CONSIDERAÇÕES FINAIS
Através da neurociência, a arquitetura passou a aprimorar as formas de projetar quando se passou a entender o modo como o cérebro comporta-se diante de estímulos relacionados ao ambiente. Os espaços podem influenciar na forma de pensar, nas emoções e na maneira comportamental, tanto positiva quanto negativamente. Durante a infância, nosso cérebro absorve emocionalmente tudo o que é transmitido pelo espaço, podendo gerar efeitos a longo prazo.
Uma arquitetura multissensorial torna-se responsável por ativar memórias concebidas durante a infância. Pallasmaa (2011) afirma que a arquitetura não é entendida como uma porção de imagens únicas na retina, e sim e sua materialidade, corpo-espírito completamente integralizada, assim sendo, a neuroarquitetura traz premissas exploratórias para a criação de espaços que possibilitem o estímulo cerebral positivo.

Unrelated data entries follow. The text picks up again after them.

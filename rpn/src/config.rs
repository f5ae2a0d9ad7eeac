//! Calculator configuration
//!
//! Defaults suit interactive use; `from_env` reads the `RPN_*` variables.

use rpn_core::DEFAULT_PRECISION;
use std::env;
use std::path::PathBuf;
use tracing::warn;

#[derive(Debug, Clone, PartialEq, Eq)]
pub struct CalculatorConfig {
    /// Working precision in decimal digits
    pub precision: u32,
    /// Radix for numeric terms without a prefix
    pub input_radix: u32,
    /// Where `units.json` and `factors.json` live; `None` keeps everything in memory
    pub data_dir: Option<PathBuf>,
    /// Load the unit system at all
    pub units: bool,
}

impl Default for CalculatorConfig {
    fn default() -> Self {
        Self {
            precision: DEFAULT_PRECISION,
            input_radix: 10,
            data_dir: None,
            units: true,
        }
    }
}

impl CalculatorConfig {
    pub fn new() -> Self {
        Self::default()
    }

    /// Read `RPN_DATA_PATH`, `RPN_PRECISION`, `RPN_INPUT_RADIX` and
    /// `RPN_NO_UNITS`. Invalid values are reported and ignored.
    pub fn from_env() -> Self {
        let mut config = Self::default();

        if let Ok(path) = env::var("RPN_DATA_PATH") {
            if !path.is_empty() {
                config.data_dir = Some(PathBuf::from(path));
            }
        }
        if let Some(precision) = parse_var("RPN_PRECISION", |p: &u32| *p > 0) {
            config.precision = precision;
        }
        if let Some(radix) = parse_var("RPN_INPUT_RADIX", |r: &u32| (2..=36).contains(r)) {
            config.input_radix = radix;
        }
        if env::var_os("RPN_NO_UNITS").is_some() {
            config.units = false;
        }
        config
    }

    pub fn with_precision(mut self, precision: u32) -> Self {
        self.precision = precision;
        self
    }

    pub fn with_input_radix(mut self, radix: u32) -> Self {
        self.input_radix = radix;
        self
    }

    pub fn with_data_dir(mut self, dir: impl Into<PathBuf>) -> Self {
        self.data_dir = Some(dir.into());
        self
    }

    pub fn with_units(mut self, enabled: bool) -> Self {
        self.units = enabled;
        self
    }

    pub fn units_path(&self) -> Option<PathBuf> {
        self.data_dir.as_ref().map(|dir| dir.join("units.json"))
    }

    pub fn factors_path(&self) -> Option<PathBuf> {
        self.data_dir.as_ref().map(|dir| dir.join("factors.json"))
    }
}

fn parse_var<T>(name: &str, valid: impl Fn(&T) -> bool) -> Option<T>
where
    T: std::str::FromStr,
{
    let raw = env::var(name).ok()?;
    match raw.trim().parse::<T>() {
        Ok(value) if valid(&value) => Some(value),
        _ => {
            warn!(variable = name, value = %raw, "ignoring invalid setting");
            None
        }
    }
}

#[cfg(test)]
mod tests {
    use super::*;

    #[test]
    fn test_defaults() {
        let config = CalculatorConfig::default();
        assert_eq!(config.precision, 50);
        assert_eq!(config.input_radix, 10);
        assert!(config.units);
        assert_eq!(config.units_path(), None);
    }

    #[test]
    fn test_builder() {
        let config = CalculatorConfig::new()
            .with_precision(30)
            .with_input_radix(16)
            .with_data_dir("/tmp/rpn")
            .with_units(false);
        assert_eq!(config.precision, 30);
        assert_eq!(config.input_radix, 16);
        assert!(!config.units);
        assert_eq!(config.factors_path(), Some(PathBuf::from("/tmp/rpn/factors.json")));
    }
}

Observando as características de personalidade de pessoas com TEA, percebe-se o quanto é importante o diagnóstico precoce, suas exigências espaciais, e como é significativo ambientes que propiciem o desenvolvimento físico-cognitivo dos indivíduos.

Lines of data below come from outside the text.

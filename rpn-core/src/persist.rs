//! Crash-safe artifact writes and a persisted memo cache
//!
//! Artifacts are written to a temp file in the destination directory and
//! renamed over the target, so an interrupted write never leaves a
//! truncated file behind.

use crate::RpnError;
use serde::de::DeserializeOwned;
use serde::{Deserialize, Serialize};
use std::collections::HashMap;
use std::fs;
use std::hash::Hash;
use std::io::Write;
use std::path::{Path, PathBuf};
use std::sync::Mutex;
use tempfile::NamedTempFile;
use tracing::{debug, warn};

/// Write `bytes` to `path` atomically (temp file + rename)
pub fn write_atomic(path: &Path, bytes: &[u8]) -> Result<(), RpnError> {
    let dir = match path.parent() {
        Some(parent) if !parent.as_os_str().is_empty() => parent.to_path_buf(),
        _ => PathBuf::from("."),
    };
    fs::create_dir_all(&dir)
        .map_err(|e| RpnError::Artifact(format!("cannot create '{}': {}", dir.display(), e)))?;

    let mut file = NamedTempFile::new_in(&dir)
        .map_err(|e| RpnError::Artifact(format!("cannot create temp file in '{}': {}", dir.display(), e)))?;
    file.write_all(bytes)
        .and_then(|_| file.as_file().sync_all())
        .map_err(|e| RpnError::Artifact(format!("cannot write '{}': {}", path.display(), e)))?;
    file.persist(path)
        .map_err(|e| RpnError::Artifact(format!("cannot replace '{}': {}", path.display(), e.error)))?;

    debug!(path = %path.display(), bytes = bytes.len(), "artifact written");
    Ok(())
}

#[derive(Serialize, Deserialize)]
struct CacheFile<K, V> {
    version: String,
    entries: Vec<(K, V)>,
}

/// Read-through, write-behind memo cache.
///
/// Lookups and inserts are in-memory; `flush` persists the entries that
/// pass `should_persist` (typically a size threshold on the key).
pub struct PersistentCache<K, V> {
    path: Option<PathBuf>,
    version: String,
    should_persist: fn(&K, &V) -> bool,
    entries: Mutex<HashMap<K, V>>,
}

impl<K, V> PersistentCache<K, V>
where
    K: Eq + Hash + Clone + Serialize + DeserializeOwned,
    V: Clone + Serialize + DeserializeOwned,
{
    /// A cache that never touches the filesystem
    pub fn in_memory(should_persist: fn(&K, &V) -> bool) -> Self {
        Self {
            path: None,
            version: String::new(),
            should_persist,
            entries: Mutex::new(HashMap::new()),
        }
    }

    /// Open a cache backed by `path`. A missing file starts empty; an
    /// unreadable file or a different version is discarded with a warning.
    pub fn open(path: impl Into<PathBuf>, version: &str, should_persist: fn(&K, &V) -> bool) -> Self {
        let path = path.into();
        let entries = match fs::read(&path) {
            Ok(bytes) => match serde_json::from_slice::<CacheFile<K, V>>(&bytes) {
                Ok(file) if file.version == version => file.entries.into_iter().collect(),
                Ok(file) => {
                    warn!(path = %path.display(), found = %file.version, expected = version,
                        "cache file version mismatch, starting empty");
                    HashMap::new()
                }
                Err(e) => {
                    warn!(path = %path.display(), error = %e, "unreadable cache file, starting empty");
                    HashMap::new()
                }
            },
            Err(_) => HashMap::new(),
        };

        Self {
            path: Some(path),
            version: version.to_string(),
            should_persist,
            entries: Mutex::new(entries),
        }
    }

    fn lock(&self) -> std::sync::MutexGuard<'_, HashMap<K, V>> {
        self.entries.lock().unwrap_or_else(|poisoned| poisoned.into_inner())
    }

    pub fn get(&self, key: &K) -> Option<V> {
        self.lock().get(key).cloned()
    }

    pub fn insert(&self, key: K, value: V) {
        self.lock().insert(key, value);
    }

    pub fn len(&self) -> usize {
        self.lock().len()
    }

    pub fn is_empty(&self) -> bool {
        self.len() == 0
    }

    /// Return the cached value or compute, store and return it
    pub fn get_or_try_insert_with<E>(&self, key: &K, compute: impl FnOnce() -> Result<V, E>) -> Result<V, E> {
        if let Some(value) = self.get(key) {
            return Ok(value);
        }
        let value = compute()?;
        self.insert(key.clone(), value.clone());
        Ok(value)
    }

    /// Persist qualifying entries; returns how many were written
    pub fn flush(&self) -> Result<usize, RpnError> {
        let Some(path) = &self.path else {
            return Ok(0);
        };

        let entries: Vec<(K, V)> = self.lock().iter()
            .filter(|(k, v)| (self.should_persist)(k, v))
            .map(|(k, v)| (k.clone(), v.clone()))
            .collect();
        let count = entries.len();

        let file = CacheFile { version: self.version.clone(), entries };
        let bytes = serde_json::to_vec(&file)
            .map_err(|e| RpnError::Artifact(format!("cannot encode cache: {}", e)))?;
        write_atomic(path, &bytes)?;
        Ok(count)
    }
}

#[cfg(test)]
mod tests {
    use super::*;

    fn large_only(key: &u64, _value: &Vec<u64>) -> bool {
        *key > 100
    }

    #[test]
    fn test_write_atomic_replaces_file() {
        let dir = tempfile::tempdir().unwrap();
        let path = dir.path().join("nested").join("artifact.json");

        write_atomic(&path, b"first").unwrap();
        write_atomic(&path, b"second").unwrap();
        assert_eq!(fs::read(&path).unwrap(), b"second");
    }

    #[test]
    fn test_cache_read_through() {
        let cache: PersistentCache<u64, Vec<u64>> = PersistentCache::in_memory(large_only);
        let mut calls = 0;
        for _ in 0..3 {
            let value = cache.get_or_try_insert_with(&12, || {
                calls += 1;
                Ok::<_, RpnError>(vec![2, 2, 3])
            }).unwrap();
            assert_eq!(value, vec![2, 2, 3]);
        }
        assert_eq!(calls, 1);
        assert_eq!(cache.flush().unwrap(), 0);
    }

    #[test]
    fn test_cache_persists_only_large_entries() {
        let dir = tempfile::tempdir().unwrap();
        let path = dir.path().join("factors.json");

        let cache: PersistentCache<u64, Vec<u64>> = PersistentCache::open(&path, "1", large_only);
        cache.insert(12, vec![2, 2, 3]);
        cache.insert(1001, vec![7, 11, 13]);
        assert_eq!(cache.flush().unwrap(), 1);

        let reopened: PersistentCache<u64, Vec<u64>> = PersistentCache::open(&path, "1", large_only);
        assert_eq!(reopened.get(&1001), Some(vec![7, 11, 13]));
        assert_eq!(reopened.get(&12), None);

        let other_version: PersistentCache<u64, Vec<u64>> = PersistentCache::open(&path, "2", large_only);
        assert!(other_version.is_empty());
    }
}
//! Lazy sequences and their materialization

use crate::args::{length, materialize, number};
use rpn_core::{GeneratorValue, Number, RpnError, Value};
use rpn_plugin::{OperatorContext, OperatorDescriptor, OperatorRegistry};

pub fn register(registry: OperatorRegistry) -> OperatorRegistry {
    registry
        .with_operator(OperatorDescriptor::binary("sequence", sequence).category("generators")
            .describe("start, start + step, ... without end"))
        .with_operator(OperatorDescriptor::ternary("lazy_range", lazy_range).category("generators")
            .describe("start to end inclusive by step, produced on demand"))
        .with_operator(OperatorDescriptor::list("take", 2, take).category("generators")
            .describe("First n elements of a generator or list"))
        .with_operator(OperatorDescriptor::list("collect", 1, collect).category("generators")
            .describe("All elements of a finite generator"))
}

fn arithmetic_progression(start: Number, step: Number) -> impl Iterator<Item = Number> {
    std::iter::successors(Some(start), move |current| Some(current.add(&step)))
}

fn sequence(a: &Value, b: &Value, _ctx: &OperatorContext<'_>) -> Result<Value, RpnError> {
    let start = number("sequence", a)?.clone();
    let step = number("sequence", b)?.clone();
    let label = format!("sequence {} {}", start, step);
    Ok(Value::Generator(GeneratorValue::new(label, false, move || {
        Box::new(arithmetic_progression(start.clone(), step.clone()).map(Value::Scalar))
    })))
}

fn lazy_range(a: &Value, b: &Value, c: &Value, _ctx: &OperatorContext<'_>) -> Result<Value, RpnError> {
    let start = number("lazy_range", a)?.clone();
    let end = number("lazy_range", b)?.clone();
    let step = number("lazy_range", c)?.clone();
    if step.is_zero() {
        return Err(RpnError::domain("'lazy_range' step cannot be zero"));
    }
    let label = format!("lazy_range {} {} {}", start, end, step);
    Ok(Value::Generator(GeneratorValue::new(label, true, move || {
        let end = end.clone();
        let ascending = !step.is_negative();
        Box::new(
            arithmetic_progression(start.clone(), step.clone())
                .take_while(move |current| if ascending { *current <= end } else { *current >= end })
                .map(Value::Scalar),
        )
    })))
}

fn take(args: &[Value], ctx: &OperatorContext<'_>) -> Result<Value, RpnError> {
    let n = length("take", &args[1])?;
    match &args[0] {
        Value::Generator(generator) => {
            let mut values = Vec::with_capacity(n);
            for value in generator.iter().take(n) {
                if values.len() % 1024 == 0 {
                    ctx.check_interrupt()?;
                }
                values.push(value);
            }
            Ok(Value::List(values))
        }
        other => Ok(Value::List(materialize("take", other, ctx)?.into_iter().take(n).collect())),
    }
}

fn collect(args: &[Value], ctx: &OperatorContext<'_>) -> Result<Value, RpnError> {
    materialize("collect", &args[0], ctx).map(Value::List)
}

A presente pesquisa possibilitou identificar as contribuições da neuroarquitetura no desenvolvimento de crianças com Transtorno do Espectro Autista (TEA). Através da revisão da literatura foi possível entender como a arquitetura pode ter características que auxiliam positivamente, contribuindo para a evolução dessas pessoas por meio de métodos sensoriais e ambientes estimuladores, capazes de despertar os sentidos e a curiosidade. Assim, os espaços se tornam estimuladores cerebrais e corporais, essenciais para uma melhor uma saúde mental e física.
Uma condição projetual importante é a disposição e setorização dos ambientes, sendo de grande significância na organização físico-funcional. Com isso, desenvolvem-se experiências mais focadas e relacionadas à ligação espacial com o indivíduo, tendo assim, concepções mais amplas com ênfase para bases sensoriais e individuais. Os espaços físicos irão desempenhar uma tarefa significativa, facilitando o convívio e habilidades comportamentais das pessoas com TEA.
Além dos aspectos sensoriais, estratégias ambientais relacionadas a fatores acústicos, tátil, visual, térmico, iluminação, materialidade, formas orgânicas, biofilia, cores e texturas, escala e setorização, devem ser considerados. Sendo assim, todo e qualquer espaço deve determinar sua função e atingir as necessidades dos usuários, abrangendo fins funcionais, compreendendo a real vivência humana.
Em síntese, esta pesquisa é destinada a servir de auxílio para a elaboração de projetos que visam a inclusão social, a compreensão das necessidades humanas, seguindo sua função, e o quanto a neuroarquitetura se torna importante para o desenvolvimento de espaços que beneficiem a qualidade de vida e o progresso positivo de pessoas com TEA.